OP, I have a lot of admiration for you for taking a job overseas and leaving all you knew. (See my comment on being risk adverse :) ) I do not mean to diminish what you are feeling because I get it. But don’t sell yourself short on what you have done or accomplished.

Simon
11-19-2018, 11:49 PM
People from my former life (former career path) are internationally renown and truly shining. If I were not so happy with my own life, then I could easily feel envious. And, if I'm being honest, I can imagine feeling it in the future perhaps depending on which directions life takes me.
Currently I work at a totally non-glamorous job, but I have many other things in life that I want and cannot think of a single thing I am willing to give up in exchange for a that sort of career success. I simply don't value it to the same degree as I might have once upon a time.
Also, I know so many adults who are having an amazing second/third/fourth career in retirement.
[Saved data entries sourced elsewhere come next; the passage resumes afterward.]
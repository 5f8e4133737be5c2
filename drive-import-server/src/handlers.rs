//! Route handlers.

use axum::{
    extract::{Query, State},
    http::StatusCode,
    response::{IntoResponse, Response},
    Json,
};
use serde::{Deserialize, Serialize};
use serde_json::json;
use std::sync::Arc;

use drive_import::{
    ImportRequest, ImportRunnerPayload, ImportTask, RunId, RunOutcome, TaskOutcome, TaskStatus,
};

use crate::auth::Session;
use crate::error::{AppError, AppResult};
use crate::server::AppState;

#[derive(Debug, Deserialize)]
#[serde(rename_all = "camelCase")]
pub struct StartImportBody {
    #[serde(alias = "driveUrl")]
    pub drive_folder_id: String,
    #[serde(default)]
    pub course_id: Option<String>,
    /// Plan only; nothing is written.
    #[serde(default)]
    pub dry_run: bool,
}

#[derive(Debug, Deserialize)]
#[serde(rename_all = "camelCase")]
pub struct ItemBody {
    pub task: ImportTask,
    pub course_id: String,
}

#[derive(Debug, Serialize)]
pub struct ItemResponse {
    pub success: bool,
    pub status: TaskStatus,
    pub results: TaskOutcome,
}

#[derive(Debug, Deserialize)]
#[serde(rename_all = "camelCase")]
pub struct ListQuery {
    pub drive_url: String,
    #[serde(default)]
    pub course_id: Option<String>,
}

#[derive(Debug, Deserialize)]
#[serde(rename_all = "camelCase")]
pub struct StatusQuery {
    pub run_id: String,
}

pub async fn health() -> Json<serde_json::Value> {
    Json(json!({ "status": "ok" }))
}

/// `POST /import-from-drive`
pub async fn start_import(
    State(state): State<Arc<AppState>>,
    Session(principal): Session,
    Json(body): Json<StartImportBody>,
) -> AppResult<Response> {
    if body.drive_folder_id.trim().is_empty() {
        return Err(AppError::bad_request("driveFolderId is required"));
    }
    let request = ImportRequest {
        folder: body.drive_folder_id,
        course_id: body.course_id.filter(|c| !c.trim().is_empty()),
    };

    if body.dry_run {
        if !principal.can_import() {
            return Err(AppError::forbidden("only admins and instructors can import courses"));
        }
        let plan = state.orchestrator.plan(&request).await?;
        return Ok(Json(plan).into_response());
    }

    let response = match state.orchestrator.start(&request, &principal).await? {
        RunOutcome::Finished(report) => (StatusCode::OK, Json(report)).into_response(),
        RunOutcome::Continuing(report) => (StatusCode::ACCEPTED, Json(report)).into_response(),
    };
    Ok(response)
}

/// `POST /import-from-drive-runner`
pub async fn continue_import(
    State(state): State<Arc<AppState>>,
    Json(payload): Json<ImportRunnerPayload>,
) -> AppResult<Response> {
    let entry = state.orchestrator.accept_continuation(&payload).await?;
    Ok((
        StatusCode::ACCEPTED,
        Json(json!({
            "queued": true,
            "runId": payload.run_id(),
            "entryId": entry.0,
        })),
    )
        .into_response())
}

/// `POST /import-from-drive/item`
pub async fn import_item(
    State(state): State<Arc<AppState>>,
    Session(principal): Session,
    Json(body): Json<ItemBody>,
) -> AppResult<Json<ItemResponse>> {
    if body.course_id.trim().is_empty() {
        return Err(AppError::bad_request("courseId is required"));
    }
    let outcome = state
        .orchestrator
        .execute_single(&body.task, &body.course_id, &principal)
        .await?;
    Ok(Json(ItemResponse {
        success: outcome.is_done(),
        status: outcome.status,
        results: outcome,
    }))
}

/// `GET /import-from-drive/list`
pub async fn list_import(
    State(state): State<Arc<AppState>>,
    Session(_principal): Session,
    Query(query): Query<ListQuery>,
) -> AppResult<Response> {
    let request = ImportRequest {
        folder: query.drive_url,
        course_id: query.course_id.filter(|c| !c.trim().is_empty()),
    };
    let plan = state.orchestrator.plan(&request).await?;
    Ok(Json(plan).into_response())
}

/// `GET /import-from-drive-status`
pub async fn import_status(
    State(state): State<Arc<AppState>>,
    Session(_principal): Session,
    Query(query): Query<StatusQuery>,
) -> AppResult<Response> {
    let run_id: RunId = query
        .run_id
        .parse()
        .map_err(|_| AppError::bad_request(format!("invalid runId: {}", query.run_id)))?;
    let report = state.orchestrator.status(run_id).await?;
    Ok(Json(report).into_response())
}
I feel as though I am totally capable of planing and pursuing my own "second half" of life and still could go after things if I decide I want them enough. At this point, I have no desire to go back to the place and people I left behind.

magnoliaparadise
11-21-2018, 02:00 AM
Thanks for all these supportive responses. Yes, I have to always take a step back and look at what I *have* instead of don't and remember that like everything else, some of the tougher jobs come in a package (ie they might be amazing, but as one poster said about her colleagues, some remained childless. Or I would have some other sacrifice.

I agree that I should look upon my feelings as a window into looking at where I want to regroup and move toward next.

Your posts gave me a lot of perspective. I am going to re-read them whenever I am feeling regretful or wistful. Thank you!!